Когда купали мальчишек, поделился с женой идеей, что надо детскую площадку во дворе переделывать. Она к ней отнеслась с полным восторгом!
— Я представляю, что там должно быть, схематично изображу, но хорошо бы это всё нарисовать, чтобы производственникам легче было представить, что от них требуется. Поможешь мне?
— Конечно! — охотно согласилась она.
Уложив детей спать, мы уселись на кухне и принялись прикидывать, как должна выглядеть и из чего состоять наша дворовая детская площадка.
— Надо сделать что-то для совсем маленьких, — решила Галия. — Но детям постарше там будет не интересно.
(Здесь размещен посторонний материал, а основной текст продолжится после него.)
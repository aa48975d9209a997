//! LRU + TTL Cache Primitive
//!
//! A bounded key/value store with O(1) get, set, delete and eviction.
//!
//! Entries live in a slab arena (`Vec<Option<CacheEntry>>` plus a free list)
//! and are threaded onto a doubly-linked recency list through integer
//! indices. A hash map resolves keys to arena slots. Head = most recently
//! used, tail = least recently used.

use crate::cache::entry::{now_ms, validate_key, CacheEntry, NodeIndex};
use crate::cache::maintenance::PeriodicTask;
use crate::cache::memory::{MemoryProbe, SystemMemoryProbe};
use crate::cache::Closeable;
use crate::error::{Error, Result};
use bytes::Bytes;
use parking_lot::Mutex;
use serde::Serialize;
use std::collections::HashMap;
use std::ops::ControlFlow;
use std::sync::atomic::{AtomicBool, AtomicU64, Ordering};
use std::sync::Arc;
use std::time::Duration;
use tracing::{debug, trace, warn};

// =============================================================================
// Constants
// =============================================================================

/// Default maximum number of entries
pub const DEFAULT_MAX_SIZE: usize = 1000;

/// Default entry lifetime: 5 minutes
pub const DEFAULT_TTL: Duration = Duration::from_secs(5 * 60);

/// Default memory usage ratio above which the cache shrinks
pub const DEFAULT_MEMORY_THRESHOLD_RATIO: f64 = 0.85;

/// Fraction of `max_size` a memory-pressure shrink evicts down to
pub const SHRINK_TARGET_RATIO: f64 = 0.8;

/// Arena slots examined per step of a background expiry sweep
pub const DEFAULT_SWEEP_BATCH: usize = 256;

// =============================================================================
// Configuration
// =============================================================================

/// Configuration for a cache primitive
#[derive(Debug, Clone)]
pub struct LruConfig {
    /// Maximum number of entries held at once
    pub max_size: usize,
    /// Lifetime of entries set without an explicit TTL
    pub default_ttl: Duration,
    /// Period of the background expiry sweep (None = no timer)
    pub cleanup_interval: Option<Duration>,
    /// Memory usage ratio (0.0-1.0) that triggers a shrink
    pub memory_threshold_ratio: f64,
    /// Period of the memory-pressure check (None = no timer)
    pub memory_check_interval: Option<Duration>,
    /// Arena slots examined before the background sweep yields
    pub sweep_batch: usize,
}

impl Default for LruConfig {
    fn default() -> Self {
        Self::new(DEFAULT_MAX_SIZE, DEFAULT_TTL)
    }
}

impl LruConfig {
    /// Create a config with no background timers
    pub fn new(max_size: usize, default_ttl: Duration) -> Self {
        Self {
            max_size,
            default_ttl,
            cleanup_interval: None,
            memory_threshold_ratio: DEFAULT_MEMORY_THRESHOLD_RATIO,
            memory_check_interval: None,
            sweep_batch: DEFAULT_SWEEP_BATCH,
        }
    }

    /// Enable the periodic expiry sweep
    pub fn with_cleanup_interval(mut self, interval: Duration) -> Self {
        self.cleanup_interval = Some(interval);
        self
    }

    /// Enable the periodic memory-pressure check
    pub fn with_memory_check(mut self, interval: Duration, threshold_ratio: f64) -> Self {
        self.memory_check_interval = Some(interval);
        self.memory_threshold_ratio = threshold_ratio;
        self
    }

    pub fn validate(&self) -> Result<()> {
        if self.max_size == 0 {
            return Err(Error::Configuration("maxSize must be at least 1".into()));
        }
        if !(self.memory_threshold_ratio > 0.0 && self.memory_threshold_ratio <= 1.0) {
            return Err(Error::Configuration(format!(
                "memoryThresholdRatio must be in (0, 1], got {}",
                self.memory_threshold_ratio
            )));
        }
        if self.sweep_batch == 0 {
            return Err(Error::Configuration("sweep batch must be at least 1".into()));
        }
        Ok(())
    }

    /// Entry count a memory-pressure shrink evicts down to
    pub fn shrink_target(&self) -> usize {
        (self.max_size as f64 * SHRINK_TARGET_RATIO) as usize
    }
}

// =============================================================================
// Arena
// =============================================================================

/// Slab of entries threaded onto an index-linked recency list
#[derive(Debug)]
struct Arena<V> {
    nodes: Vec<Option<CacheEntry<V>>>,
    free: Vec<NodeIndex>,
    index: HashMap<String, NodeIndex>,
    head: Option<NodeIndex>,
    tail: Option<NodeIndex>,
}

impl<V> Arena<V> {
    fn with_capacity(capacity: usize) -> Self {
        Self {
            nodes: Vec::with_capacity(capacity),
            free: Vec::new(),
            index: HashMap::with_capacity(capacity),
            head: None,
            tail: None,
        }
    }

    #[inline]
    fn len(&self) -> usize {
        self.index.len()
    }

    #[inline]
    fn lookup(&self, key: &str) -> Option<NodeIndex> {
        self.index.get(key).copied()
    }

    #[inline]
    fn node(&self, idx: NodeIndex) -> Option<&CacheEntry<V>> {
        self.nodes.get(idx).and_then(|slot| slot.as_ref())
    }

    #[inline]
    fn node_mut(&mut self, idx: NodeIndex) -> Option<&mut CacheEntry<V>> {
        self.nodes.get_mut(idx).and_then(|slot| slot.as_mut())
    }

    /// Unlink a node from the recency list, leaving it in its slot
    fn detach(&mut self, idx: NodeIndex) {
        let (prev, next) = match self.node(idx) {
            Some(node) => (node.prev, node.next),
            None => return,
        };

        match prev {
            Some(p) => {
                if let Some(node) = self.node_mut(p) {
                    node.next = next;
                }
            }
            None => self.head = next,
        }
        match next {
            Some(n) => {
                if let Some(node) = self.node_mut(n) {
                    node.prev = prev;
                }
            }
            None => self.tail = prev,
        }

        if let Some(node) = self.node_mut(idx) {
            node.prev = None;
            node.next = None;
        }
    }

    /// Link a detached node in at the head
    fn push_front(&mut self, idx: NodeIndex) {
        let old_head = self.head;
        if let Some(node) = self.node_mut(idx) {
            node.prev = None;
            node.next = old_head;
        }
        if let Some(h) = old_head {
            if let Some(node) = self.node_mut(h) {
                node.prev = Some(idx);
            }
        }
        self.head = Some(idx);
        if self.tail.is_none() {
            self.tail = Some(idx);
        }
    }

    fn move_to_front(&mut self, idx: NodeIndex) {
        if self.head == Some(idx) {
            return;
        }
        self.detach(idx);
        self.push_front(idx);
    }

    /// Store a new entry at the head; the key must not be present
    fn insert(&mut self, entry: CacheEntry<V>) -> NodeIndex {
        let key = entry.key.clone();
        let idx = match self.free.pop() {
            Some(idx) => {
                self.nodes[idx] = Some(entry);
                idx
            }
            None => {
                self.nodes.push(Some(entry));
                self.nodes.len() - 1
            }
        };
        self.index.insert(key, idx);
        self.push_front(idx);
        idx
    }

    fn remove(&mut self, idx: NodeIndex) -> Option<CacheEntry<V>> {
        self.node(idx)?;
        self.detach(idx);
        let entry = self.nodes.get_mut(idx)?.take()?;
        self.free.push(idx);
        self.index.remove(&entry.key);
        Some(entry)
    }

    fn pop_tail(&mut self) -> Option<CacheEntry<V>> {
        let tail = self.tail?;
        self.remove(tail)
    }

    fn clear(&mut self) -> usize {
        let count = self.len();
        self.nodes.clear();
        self.free.clear();
        self.index.clear();
        self.head = None;
        self.tail = None;
        count
    }

    /// Keys from most to least recently used
    fn keys(&self) -> Vec<String> {
        let mut keys = Vec::with_capacity(self.len());
        let mut cursor = self.head;
        while let Some(idx) = cursor {
            match self.node(idx) {
                Some(node) => {
                    keys.push(node.key.clone());
                    cursor = node.next;
                }
                None => break,
            }
        }
        keys
    }
}
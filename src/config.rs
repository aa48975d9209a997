//! Partition Configuration
//!
//! Per-partition tuning (tier sizes, TTLs, temperature thresholds,
//! compression) with built-in profiles, plus the registry-wide config that
//! can be loaded from YAML or JSON.

use crate::cache::compression::{CompressionAlgorithm, CompressionConfig};
use crate::cache::lru::LruConfig;
use crate::cache::manager::TieredCacheConfig;
use crate::cache::storage::DiskTierConfig;
use crate::cache::tier::TemperatureConfig;
use crate::error::{Error, Result};
use serde::{Deserialize, Serialize};
use std::collections::HashMap;
use std::path::{Path, PathBuf};
use std::time::Duration;

const MINUTE_MS: u64 = 60 * 1000;
const HOUR_MS: u64 = 60 * MINUTE_MS;

// =============================================================================
// Partition Configuration
// =============================================================================

/// Tuning for one named partition
///
/// TTLs and intervals are milliseconds; an interval of 0 disables that
/// background task.
#[derive(Debug, Clone, PartialEq, Serialize, Deserialize)]
#[serde(rename_all = "camelCase", default)]
pub struct PartitionConfig {
    pub l1_max_size: usize,
    pub l2_max_size: usize,
    /// Disk entries kept after a sweep (0 = unbounded)
    pub l3_max_size: usize,
    #[serde(rename = "l1TTL")]
    pub l1_ttl_ms: u64,
    #[serde(rename = "l2TTL")]
    pub l2_ttl_ms: u64,
    #[serde(rename = "l3TTL")]
    pub l3_ttl_ms: u64,
    pub hot_threshold: u32,
    pub warm_threshold: u32,
    pub compression: bool,
    pub compression_threshold_bytes: usize,
    pub compression_algorithm: CompressionAlgorithm,
    pub temperature_window_ms: u64,
    pub cleanup_interval_ms: u64,
    pub maintenance_interval_ms: u64,
    pub memory_check_interval_ms: u64,
    pub memory_threshold_ratio: f64,
}

impl Default for PartitionConfig {
    fn default() -> Self {
        Self {
            l1_max_size: 100,
            l2_max_size: 500,
            l3_max_size: 2000,
            l1_ttl_ms: 5 * MINUTE_MS,
            l2_ttl_ms: 30 * MINUTE_MS,
            l3_ttl_ms: 24 * HOUR_MS,
            hot_threshold: 10,
            warm_threshold: 3,
            compression: true,
            compression_threshold_bytes: 1024,
            compression_algorithm: CompressionAlgorithm::default(),
            temperature_window_ms: HOUR_MS,
            cleanup_interval_ms: MINUTE_MS,
            maintenance_interval_ms: 5 * MINUTE_MS,
            memory_check_interval_ms: 30 * 1000,
            memory_threshold_ratio: 0.85,
        }
    }
}

impl PartitionConfig {
    /// Built-in profile for a well-known partition name
    pub fn profile(name: &str) -> Option<Self> {
        let base = Self::default();
        let profile = match name {
            // Reused often and cheap to hold: promote fast, expire fast
            "search-results" => Self {
                l1_max_size: 200,
                l2_max_size: 1000,
                l3_max_size: 5000,
                l1_ttl_ms: 2 * MINUTE_MS,
                l2_ttl_ms: 10 * MINUTE_MS,
                l3_ttl_ms: HOUR_MS,
                hot_threshold: 3,
                warm_threshold: 2,
                compression_threshold_bytes: 2048,
                ..base
            },
            // Stable bodies: long cold lifetime, compressed
            "templates" => Self {
                l1_max_size: 50,
                l2_max_size: 200,
                l3_max_size: 1000,
                l1_ttl_ms: 30 * MINUTE_MS,
                l2_ttl_ms: 2 * HOUR_MS,
                l3_ttl_ms: 7 * 24 * HOUR_MS,
                hot_threshold: 5,
                warm_threshold: 2,
                compression_threshold_bytes: 512,
                ..base
            },
            // Tiny and hot: compression is not worth the CPU
            "metadata" => Self {
                l1_max_size: 500,
                l2_max_size: 2000,
                l3_max_size: 10_000,
                l1_ttl_ms: 10 * MINUTE_MS,
                l2_ttl_ms: HOUR_MS,
                hot_threshold: 5,
                warm_threshold: 2,
                compression: false,
                ..base
            },
            "file-content" => Self {
                l1_max_size: 20,
                l2_max_size: 100,
                l3_max_size: 1000,
                compression_algorithm: CompressionAlgorithm::Lz4,
                ..base
            },
            _ => return None,
        };
        Some(profile)
    }

    /// Profile for `name`, or the generic default
    pub fn for_partition(name: &str) -> Self {
        Self::profile(name).unwrap_or_default()
    }

    pub fn validate(&self) -> Result<()> {
        if self.l1_max_size == 0 || self.l2_max_size == 0 {
            return Err(Error::Configuration(
                "l1MaxSize and l2MaxSize must be at least 1".into(),
            ));
        }
        if self.l1_ttl_ms == 0 || self.l2_ttl_ms == 0 || self.l3_ttl_ms == 0 {
            return Err(Error::Configuration("TTLs must be non-zero".into()));
        }
        if !(self.memory_threshold_ratio > 0.0 && self.memory_threshold_ratio <= 1.0) {
            return Err(Error::Configuration(format!(
                "memoryThresholdRatio must be in (0, 1], got {}",
                self.memory_threshold_ratio
            )));
        }
        self.temperature().validate()
    }

    pub fn temperature(&self) -> TemperatureConfig {
        TemperatureConfig::new(
            self.hot_threshold,
            self.warm_threshold,
            Duration::from_millis(self.temperature_window_ms),
        )
    }

    fn memory_tier(&self, max_size: usize, ttl_ms: u64) -> LruConfig {
        let mut config = LruConfig::new(max_size, Duration::from_millis(ttl_ms));
        config.cleanup_interval = interval(self.cleanup_interval_ms);
        config.memory_check_interval = interval(self.memory_check_interval_ms);
        config.memory_threshold_ratio = self.memory_threshold_ratio;
        config
    }

    pub fn hot_tier(&self) -> LruConfig {
        self.memory_tier(self.l1_max_size, self.l1_ttl_ms)
    }

    pub fn warm_tier(&self) -> LruConfig {
        self.memory_tier(self.l2_max_size, self.l2_ttl_ms)
    }

    /// Disk tier config rooted at `root`
    pub fn disk_tier(&self, root: impl Into<PathBuf>) -> DiskTierConfig {
        let mut config = DiskTierConfig::new(root);
        config.default_ttl = Duration::from_millis(self.l3_ttl_ms);
        config.max_entries = (self.l3_max_size > 0).then_some(self.l3_max_size);
        config.compression = CompressionConfig {
            enabled: self.compression,
            algorithm: self.compression_algorithm,
            threshold_bytes: self.compression_threshold_bytes,
            ..CompressionConfig::default()
        };
        config
    }

    /// Full orchestrator config with the disk tier at `base_dir/<name>`
    pub fn to_tiered_config(&self, name: &str, base_dir: &Path) -> TieredCacheConfig {
        let mut config = TieredCacheConfig::new(
            self.hot_tier(),
            self.warm_tier(),
            self.disk_tier(base_dir.join(partition_dir_name(name))),
            self.temperature(),
        );
        config.maintenance_interval = interval(self.maintenance_interval_ms);
        config
    }
}

fn interval(ms: u64) -> Option<Duration> {
    (ms > 0).then(|| Duration::from_millis(ms))
}

/// Reject partition names that cannot own a directory of their own
pub fn validate_partition_name(name: &str) -> Result<()> {
    if name.is_empty() {
        return Err(Error::Configuration("partition name must not be empty".into()));
    }
    Ok(())
}

/// Directory name for a partition
///
/// ASCII letters, digits and '-' are kept; every other byte, '_' included,
/// becomes `_xx` (lowercase hex), so distinct names never share a directory.
pub fn partition_dir_name(name: &str) -> String {
    let mut dir = String::with_capacity(name.len());
    for byte in name.bytes() {
        if byte.is_ascii_alphanumeric() || byte == b'-' {
            dir.push(byte as char);
        } else {
            dir.push('_');
            dir.push_str(&hex::encode([byte]));
        }
    }
    dir
}

// =============================================================================
// Registry Configuration
// =============================================================================

/// Configuration shared by every partition of a registry
#[derive(Debug, Clone, PartialEq, Serialize, Deserialize)]
#[serde(rename_all = "camelCase", default)]
pub struct RegistryConfig {
    /// Parent directory of every partition's disk tier
    pub base_dir: PathBuf,
    /// Explicit per-partition overrides
    pub partitions: HashMap<String, PartitionConfig>,
}

impl Default for RegistryConfig {
    fn default() -> Self {
        Self::new(std::env::temp_dir().join("tiered-cache"))
    }
}

impl RegistryConfig {
    pub fn new(base_dir: impl Into<PathBuf>) -> Self {
        Self {
            base_dir: base_dir.into(),
            partitions: HashMap::new(),
        }
    }

    pub fn with_partition(mut self, name: impl Into<String>, config: PartitionConfig) -> Self {
        self.partitions.insert(name.into(), config);
        self
    }

    pub fn from_yaml_str(yaml: &str) -> Result<Self> {
        let config: Self = serde_yaml::from_str(yaml)?;
        config.validate()?;
        Ok(config)
    }

    pub fn from_json_str(json: &str) -> Result<Self> {
        let config: Self = serde_json::from_str(json)?;
        config.validate()?;
        Ok(config)
    }

    /// Load from a `.json` file, or YAML for any other extension
    pub fn from_file(path: impl AsRef<Path>) -> Result<Self> {
        let path = path.as_ref();
        let contents = std::fs::read_to_string(path).map_err(|e| Error::disk_io(path, e))?;
        match path.extension().and_then(|ext| ext.to_str()) {
            Some("json") => Self::from_json_str(&contents),
            _ => Self::from_yaml_str(&contents),
        }
    }

    pub fn validate(&self) -> Result<()> {
        for (name, partition) in &self.partitions {
            validate_partition_name(name)?;
            partition
                .validate()
                .map_err(|e| Error::Configuration(format!("partition {}: {}", name, e)))?;
        }
        Ok(())
    }

    /// Explicit override, else built-in profile, else generic default
    pub fn partition_config(&self, name: &str) -> PartitionConfig {
        self.partitions
            .get(name)
            .cloned()
            .unwrap_or_else(|| PartitionConfig::for_partition(name))
    }
}

#[cfg(test)]
mod tests {
    use super::*;
    use assert_matches::assert_matches;

    #[test]
    fn test_profiles() {
        for name in ["search-results", "templates", "metadata", "file-content"] {
            let profile = PartitionConfig::profile(name).unwrap();
            assert!(profile.validate().is_ok(), "{} profile invalid", name);
        }
        assert!(!PartitionConfig::profile("metadata").unwrap().compression);
        assert!(
            PartitionConfig::profile("search-results").unwrap().hot_threshold
                < PartitionConfig::default().hot_threshold
        );
        assert!(PartitionConfig::profile("unknown").is_none());
        assert_eq!(PartitionConfig::for_partition("unknown"), PartitionConfig::default());
    }

    #[test]
    fn test_yaml_wire_names() {
        let yaml = r#"
baseDir: /var/cache/prompts
partitions:
  templates:
    l1MaxSize: 5
    l1TTL: 1000
    l3TTL: 60000
    hotThreshold: 4
    warmThreshold: 2
    compression: false
    compressionAlgorithm: snappy
"#;
        let config = RegistryConfig::from_yaml_str(yaml).unwrap();
        assert_eq!(config.base_dir, PathBuf::from("/var/cache/prompts"));

        let templates = config.partition_config("templates");
        assert_eq!(templates.l1_max_size, 5);
        assert_eq!(templates.l1_ttl_ms, 1000);
        assert_eq!(templates.l3_ttl_ms, 60_000);
        assert_eq!(templates.hot_threshold, 4);
        assert!(!templates.compression);
        assert_eq!(templates.compression_algorithm, CompressionAlgorithm::Snappy);
        // Unspecified fields fall back to defaults
        assert_eq!(templates.l2_max_size, PartitionConfig::default().l2_max_size);

        // Partitions without overrides use their profile
        assert_eq!(
            config.partition_config("metadata"),
            PartitionConfig::profile("metadata").unwrap()
        );
    }

    #[test]
    fn test_json() {
        let json = r#"{"baseDir":"/tmp/c","partitions":{"a":{"l2MaxSize":7,"l2TTL":500}}}"#;
        let config = RegistryConfig::from_json_str(json).unwrap();
        let a = config.partition_config("a");
        assert_eq!(a.l2_max_size, 7);
        assert_eq!(a.l2_ttl_ms, 500);

        let round = serde_json::to_value(&a).unwrap();
        assert_eq!(round["l2TTL"], 500);
        assert_eq!(round["compressionAlgorithm"], "zstd");
    }

    #[test]
    fn test_validation() {
        let yaml = "partitions:\n  bad:\n    hotThreshold: 2\n    warmThreshold: 2\n";
        assert_matches!(RegistryConfig::from_yaml_str(yaml), Err(Error::Configuration(_)));

        let zero = PartitionConfig {
            l1_max_size: 0,
            ..PartitionConfig::default()
        };
        assert!(zero.validate().is_err());

        assert_matches!(RegistryConfig::from_json_str("{not json"), Err(Error::Json(_)));
    }

    #[test]
    fn test_to_tiered_config() {
        let partition = PartitionConfig {
            l3_max_size: 0,
            cleanup_interval_ms: 0,
            ..PartitionConfig::for_partition("templates")
        };
        let config = partition.to_tiered_config("templates", Path::new("/cache"));

        assert_eq!(config.hot.max_size, 50);
        assert_eq!(config.hot.default_ttl, Duration::from_millis(30 * MINUTE_MS));
        assert_eq!(config.hot.cleanup_interval, None);
        assert_eq!(config.disk.root, PathBuf::from("/cache/templates"));
        assert_eq!(config.disk.max_entries, None);
        assert_eq!(config.disk.compression.threshold_bytes, 512);
        assert_eq!(config.temperature.hot_threshold, 5);
        assert_eq!(config.maintenance_interval, Some(Duration::from_millis(5 * MINUTE_MS)));
        assert!(config.validate().is_ok());
    }

    #[test]
    fn test_partition_dir_name() {
        assert_eq!(partition_dir_name("search-results"), "search-results");
        assert_eq!(partition_dir_name("../etc/passwd"), "_2e_2e_2fetc_2fpasswd");
        assert_eq!(partition_dir_name("user_sessions"), "user_5fsessions");

        let names = ["user.sessions", "user/sessions", "user_sessions", "user_2esessions"];
        let dirs: std::collections::HashSet<String> =
            names.iter().map(|n| partition_dir_name(n)).collect();
        assert_eq!(dirs.len(), names.len());
    }

    #[test]
    fn test_empty_partition_name_rejected() {
        assert_matches!(validate_partition_name(""), Err(Error::Configuration(_)));
        assert!(validate_partition_name("templates").is_ok());

        let config = RegistryConfig::new("/cache").with_partition("", PartitionConfig::default());
        assert_matches!(config.validate(), Err(Error::Configuration(_)));
    }

    #[test]
    fn test_from_file() {
        let tmp = tempfile::TempDir::new().unwrap();
        let path = tmp.path().join("cache.yaml");
        std::fs::write(&path, "baseDir: /data\n").unwrap();
        let config = RegistryConfig::from_file(&path).unwrap();
        assert_eq!(config.base_dir, PathBuf::from("/data"));

        assert_matches!(
            RegistryConfig::from_file(tmp.path().join("missing.yaml")),
            Err(Error::DiskIo { .. })
        );
    }
}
Давай, сделаем им площадки отдельно? В разных местах. А то старшие бегают всё время, будут маленьких сшибать…
В итоге у нас получился целый детский городок с двумя игровыми зонами в разных концах площадки, отдельно для малышей и для детей постарше. Между ними песочница под крышей-грибом. А за ним несколько лавок для взрослых.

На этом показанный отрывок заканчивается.